In the process, the team pinned down likely causal mutations in six of the individuals, including new mutations in genes linked to Mendelian diseases. The search also led to mutations that seemed to explain some but not all of the clinical features observed in a seventh case.

Such results hint that "many, many cases of certain Mendelian disease are being missed in regular clinical practice because many affected individuals don't have standard [disease presentation]," according to Goldstein.

"I think what's quite striking is that when you take these children who have been tested for genes that clinicians feel are the appropriate genes to test for, a lot of them turn out to have mutations in already known genes," he added.

To get a sense of how exome sequencing might perform as a diagnostic tool in a typical clinical setting, the researchers decided to start with a group of individuals who had unexplained conditions and a range of clinical features and phenotypes.

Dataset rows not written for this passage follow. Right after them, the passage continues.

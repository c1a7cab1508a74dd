//! Process-wide rate limiting for upstream model calls.
//!
//! Two gates are combined: a semaphore bounding in-flight calls and a GCRA
//! interval gate (burst 1) spacing call starts by `min_interval`. Every
//! gateway built on the same `Arc<RateLimiter>` shares both.

use governor::{DefaultDirectRateLimiter, Quota};
use std::num::NonZeroU32;
use std::sync::Arc;
use std::time::{Duration, Instant};
use tokio::sync::{Mutex, OwnedSemaphorePermit, Semaphore};
use tracing::debug;

use crate::domain::errors::GatewayError;
use crate::domain::models::RateLimitConfig;

/// Point-in-time view of the shared limiter.
#[derive(Debug, Clone, Copy, PartialEq, Eq)]
pub struct RateState {
    pub last_call: Option<Instant>,
    pub slots_in_use: usize,
}

/// Held for the duration of one upstream call. Dropping it frees the slot.
#[derive(Debug)]
pub struct CallPermit {
    _slot: OwnedSemaphorePermit,
}

pub struct RateLimiter {
    slots: Arc<Semaphore>,
    max_concurrency: usize,
    min_interval: Duration,
    gate: Option<DefaultDirectRateLimiter>,
    last_call: Mutex<Option<Instant>>,
}

impl RateLimiter {
    /// Create a limiter. `min_interval` of zero disables spacing.
    pub fn new(min_interval: Duration, max_concurrency: usize) -> Self {
        let max_concurrency = max_concurrency.max(1);
        let gate = Quota::with_period(min_interval)
            .map(|quota| quota.allow_burst(NonZeroU32::MIN))
            .map(governor::RateLimiter::direct);

        Self {
            slots: Arc::new(Semaphore::new(max_concurrency)),
            max_concurrency,
            min_interval,
            gate,
            last_call: Mutex::new(None),
        }
    }

    pub fn from_config(config: &RateLimitConfig) -> Self {
        Self::new(
            Duration::from_millis(config.min_interval_ms),
            config.max_global_concurrency,
        )
    }

    /// Wait for a concurrency slot, then for the interval gate.
    ///
    /// The slot is taken first so that queued callers pass the interval gate
    /// one at a time, keeping recorded call starts `min_interval` apart.
    pub async fn acquire(&self) -> Result<CallPermit, GatewayError> {
        let slot = Arc::clone(&self.slots)
            .acquire_owned()
            .await
            .map_err(|_| GatewayError::LimiterClosed)?;

        if let Some(gate) = &self.gate {
            gate.until_ready().await;
        }

        let now = Instant::now();
        let mut last_call = self.last_call.lock().await;
        *last_call = Some(last_call.map_or(now, |prev| prev.max(now)));
        drop(last_call);

        debug!(
            slots_in_use = self.slots_in_use(),
            max = self.max_concurrency,
            "Rate limit gate passed"
        );
        Ok(CallPermit { _slot: slot })
    }

    pub fn slots_in_use(&self) -> usize {
        self.max_concurrency
            .saturating_sub(self.slots.available_permits())
    }

    pub fn max_concurrency(&self) -> usize {
        self.max_concurrency
    }

    pub fn min_interval(&self) -> Duration {
        self.min_interval
    }

    pub async fn state(&self) -> RateState {
        RateState {
            last_call: *self.last_call.lock().await,
            slots_in_use: self.slots_in_use(),
        }
    }

    /// Refuse further acquisitions. Waiting callers get `LimiterClosed`.
    pub fn close(&self) {
        self.slots.close();
    }
}

impl std::fmt::Debug for RateLimiter {
    fn fmt(&self, f: &mut std::fmt::Formatter<'_>) -> std::fmt::Result {
        f.debug_struct("RateLimiter")
            .field("max_concurrency", &self.max_concurrency)
            .field("min_interval", &self.min_interval)
            .field("slots_in_use", &self.slots_in_use())
            .finish_non_exhaustive()
    }
}
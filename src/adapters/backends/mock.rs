//! Scripted model backend for tests and dry runs.

use async_trait::async_trait;
use std::collections::VecDeque;
use std::sync::atomic::{AtomicU32, Ordering};
use std::sync::Arc;
use std::time::Duration;
use tokio::sync::{Mutex, RwLock};

use crate::domain::errors::GatewayError;
use crate::domain::models::{ModelRequest, ModelResponse};
use crate::domain::ports::ModelBackend;

/// Computes a reply from the request when the script is empty.
pub type Responder =
    Arc<dyn Fn(&ModelRequest) -> Result<ModelResponse, GatewayError> + Send + Sync>;

/// Deterministic in-process backend.
///
/// Replies come from, in order: the queued script, the responder closure,
/// then the fallback response.
pub struct ScriptedBackend {
    script: Mutex<VecDeque<Result<ModelResponse, GatewayError>>>,
    responder: Option<Responder>,
    fallback: ModelResponse,
    latency: Option<Duration>,
    calls: AtomicU32,
    requests: RwLock<Vec<ModelRequest>>,
}

impl ScriptedBackend {
    pub fn new() -> Self {
        Self {
            script: Mutex::new(VecDeque::new()),
            responder: None,
            fallback: ModelResponse::text("Mock response."),
            latency: None,
            calls: AtomicU32::new(0),
            requests: RwLock::new(Vec::new()),
        }
    }

    /// Backend that answers every call from `responder`.
    pub fn from_fn<F>(responder: F) -> Self
    where
        F: Fn(&ModelRequest) -> Result<ModelResponse, GatewayError> + Send + Sync + 'static,
    {
        Self {
            responder: Some(Arc::new(responder)),
            ..Self::new()
        }
    }

    /// Backend that always fails with `error`.
    pub fn failing(error: GatewayError) -> Self {
        Self::from_fn(move |_| Err(error.clone()))
    }

    pub fn with_script<I>(self, outcomes: I) -> Self
    where
        I: IntoIterator<Item = Result<ModelResponse, GatewayError>>,
    {
        Self {
            script: Mutex::new(outcomes.into_iter().collect()),
            ..self
        }
    }

    pub fn with_fallback(mut self, response: ModelResponse) -> Self {
        self.fallback = response;
        self
    }

    /// Simulated upstream latency per call.
    pub fn with_latency(mut self, latency: Duration) -> Self {
        self.latency = Some(latency);
        self
    }

    /// Queue one more outcome at the end of the script.
    pub async fn push(&self, outcome: Result<ModelResponse, GatewayError>) {
        self.script.lock().await.push_back(outcome);
    }

    /// Number of upstream calls received.
    pub fn call_count(&self) -> u32 {
        self.calls.load(Ordering::SeqCst)
    }

    /// Every request received, in arrival order.
    pub async fn requests(&self) -> Vec<ModelRequest> {
        self.requests.read().await.clone()
    }
}

impl Default for ScriptedBackend {
    fn default() -> Self {
        Self::new()
    }
}

#[async_trait]
impl ModelBackend for ScriptedBackend {
    fn name(&self) -> &'static str {
        "scripted"
    }

    async fn complete(&self, request: &ModelRequest) -> Result<ModelResponse, GatewayError> {
        self.calls.fetch_add(1, Ordering::SeqCst);
        self.requests.write().await.push(request.clone());

        if let Some(latency) = self.latency {
            tokio::time::sleep(latency).await;
        }

        if let Some(outcome) = self.script.lock().await.pop_front() {
            return outcome;
        }
        match &self.responder {
            Some(responder) => responder(request),
            None => Ok(self.fallback.clone()),
        }
    }
}

#[cfg(test)]
mod tests {
    use super::*;
    use crate::domain::models::ChatMessage;

    fn request() -> ModelRequest {
        ModelRequest::new("test-model", vec![ChatMessage::user("hi")])
    }

    #[tokio::test]
    async fn test_script_then_fallback() {
        let backend = ScriptedBackend::new()
            .with_script([Err(GatewayError::Throttled("429".into()))])
            .with_fallback(ModelResponse::text("done"));

        assert!(backend.complete(&request()).await.is_err());
        let response = backend.complete(&request()).await.unwrap();
        assert_eq!(response.content, "done");
        assert_eq!(backend.call_count(), 2);
        assert_eq!(backend.requests().await.len(), 2);
    }

    #[tokio::test]
    async fn test_responder_sees_request() {
        let backend = ScriptedBackend::from_fn(|req| {
            Ok(ModelResponse::text(format!("{} messages", req.messages.len())))
        });
        let response = backend.complete(&request()).await.unwrap();
        assert_eq!(response.content, "1 messages");
    }

    #[tokio::test]
    async fn test_failing_backend() {
        let backend = ScriptedBackend::failing(GatewayError::Unauthorized("key".into()));
        let err = backend.complete(&request()).await.unwrap_err();
        assert!(err.is_fatal());
    }
}
//! Tool registry and per-loop resolved tool sets.

use std::collections::{BTreeMap, HashMap};
use std::sync::Arc;
use tracing::warn;

use crate::domain::errors::{DomainError, DomainResult};
use crate::domain::models::ToolSchema;
use crate::domain::ports::Tool;

/// All tools known to the process, by name.
#[derive(Default, Clone)]
pub struct ToolRegistry {
    tools: HashMap<String, Arc<dyn Tool>>,
}

impl ToolRegistry {
    pub fn new() -> Self {
        Self::default()
    }

    pub fn register(&mut self, tool: Arc<dyn Tool>) {
        let name = tool.name().to_string();
        if name.is_empty() || name.chars().any(char::is_control) {
            warn!(len = name.len(), "tool registry: rejecting tool with invalid name");
            return;
        }
        if self.tools.contains_key(&name) {
            warn!("tool registry: overwriting duplicate tool '{}'", name);
        }
        self.tools.insert(name, tool);
    }

    pub fn with_tool(mut self, tool: Arc<dyn Tool>) -> Self {
        self.register(tool);
        self
    }

    pub fn get(&self, name: &str) -> Option<Arc<dyn Tool>> {
        self.tools.get(name).cloned()
    }

    /// Returns a sorted list of all registered tool names.
    pub fn tool_names(&self) -> Vec<String> {
        let mut names: Vec<String> = self.tools.keys().cloned().collect();
        names.sort();
        names
    }

    /// Look up every allowed name. Unknown names are a configuration error.
    pub fn resolve<S: AsRef<str>>(&self, allowed: &[S]) -> DomainResult<ToolSet> {
        let mut set = ToolSet::default();
        for name in allowed {
            let name = name.as_ref();
            let tool = self.get(name).ok_or_else(|| {
                DomainError::Configuration(format!("unknown tool in allowed_tool_names: {name}"))
            })?;
            set.insert(tool);
        }
        Ok(set)
    }

    /// Every registered tool that reports itself read-only.
    pub fn read_only(&self) -> ToolSet {
        let mut set = ToolSet::default();
        for tool in self.tools.values().filter(|t| t.read_only()) {
            set.insert(Arc::clone(tool));
        }
        set
    }
}

impl std::fmt::Debug for ToolRegistry {
    fn fmt(&self, f: &mut std::fmt::Formatter<'_>) -> std::fmt::Result {
        f.debug_struct("ToolRegistry")
            .field("tools", &self.tool_names())
            .finish()
    }
}

/// Name-to-tool map resolved once for a single loop.
#[derive(Default, Clone)]
pub struct ToolSet {
    tools: BTreeMap<String, Arc<dyn Tool>>,
}

impl ToolSet {
    pub fn insert(&mut self, tool: Arc<dyn Tool>) {
        self.tools.insert(tool.name().to_string(), tool);
    }

    pub fn get(&self, name: &str) -> Option<&Arc<dyn Tool>> {
        self.tools.get(name)
    }

    pub fn contains(&self, name: &str) -> bool {
        self.tools.contains_key(name)
    }

    pub fn names(&self) -> Vec<&str> {
        self.tools.keys().map(String::as_str).collect()
    }

    /// Schemas sorted by tool name.
    pub fn schemas(&self) -> Vec<ToolSchema> {
        self.tools.values().map(|t| t.schema()).collect()
    }

    pub fn all_read_only(&self) -> bool {
        self.tools.values().all(|t| t.read_only())
    }

    pub fn len(&self) -> usize {
        self.tools.len()
    }

    pub fn is_empty(&self) -> bool {
        self.tools.is_empty()
    }
}

impl std::fmt::Debug for ToolSet {
    fn fmt(&self, f: &mut std::fmt::Formatter<'_>) -> std::fmt::Result {
        f.debug_list().entries(self.tools.keys()).finish()
    }
}
//! Adapters for external systems.

pub mod backends;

"[W]e did not seek out patients with similar phenotypes," they explained, "but rather enrolled any undiagnosed proband with an apparently genetic condition when predetermined criteria were met."

All of the children had been seen by pediatricians at Duke Children's Hospital, Goldstein explained, and Duke clinical geneticist Vandana Shashi, co-first author on the study, decided which children best fit the study's selection criteria.

Each child remained undiagnosed following various genetic testing in the past and none of the children had chromosomal abnormalities that could be detected on an Affymetrix 6.0 array.

The 12 parent-child trios included children with symptoms such as intellectual disability or developmental delay, minor or major congenital abnormalities, and/or facial dysmorphia.

For parents and children from each trio, the team isolated DNA from blood samples and used the Illumina HiSeq 2000 to sequence coding sequences nabbed with the Agilent SureSelect Human All Exon 50Mb kit, generating sequences that covered the targeted regions to a depth of 71 times, on average.

In interpreting their exome sequence data, the team looked for mutations patterns that fit de novo mutation, X-linked inheritance, or recessive inheritance models, focusing on alterations in genes known or suspected of contributing to Mendelian diseases that might fit with each child's phenotype.

From the hundreds of single nucleotide variants and small insertions and deletions suspected of being de novo mutations based on their initial analysis, the team narrowed in on around a dozen-and-a-half high-confidence SNVs and two high-confidence indels. Among them: mutations in the TCF4, SCN2A, SMAD4, NGLY1, and EFTUD2 genes that appear to explain six of the 12 cases. For another girl with numerous clinical symptoms, the researchers found an EFEMP1 mutation that appears to explain her macular degeneration but not other features of her condition.

Before information was communicated to families during a second genetic counseling session, researchers had variants that appeared to be pathogenic sequenced and confirmed through a CLIA-certified lab.

Parents were informed during the initial genetic counseling session that "a variant of interest that may be detected may not be definitely proven causal," that "no results may be obtained," and that "variants of uncertain significance would not be reported to them," the study's authors explained.

The ability to make diagnoses from exome sequence data is expected to improve as more and more clinical cases are sequenced, the study's authors noted, adding that such approaches should also help in defining the range of clinical phenotypes associated with some genetic conditions.

In addition, the researchers emphasized the potential importance of doing functional analyses, in some cases, to explore the consequences of candidate mutations — information that is also expected to clarify some of the biological processes affected in various conditions.

"Identifying these mutations will help us to understand human biology a whole lot better," Goldstein said. "So this really is one of the key places to apply next-generation sequencing."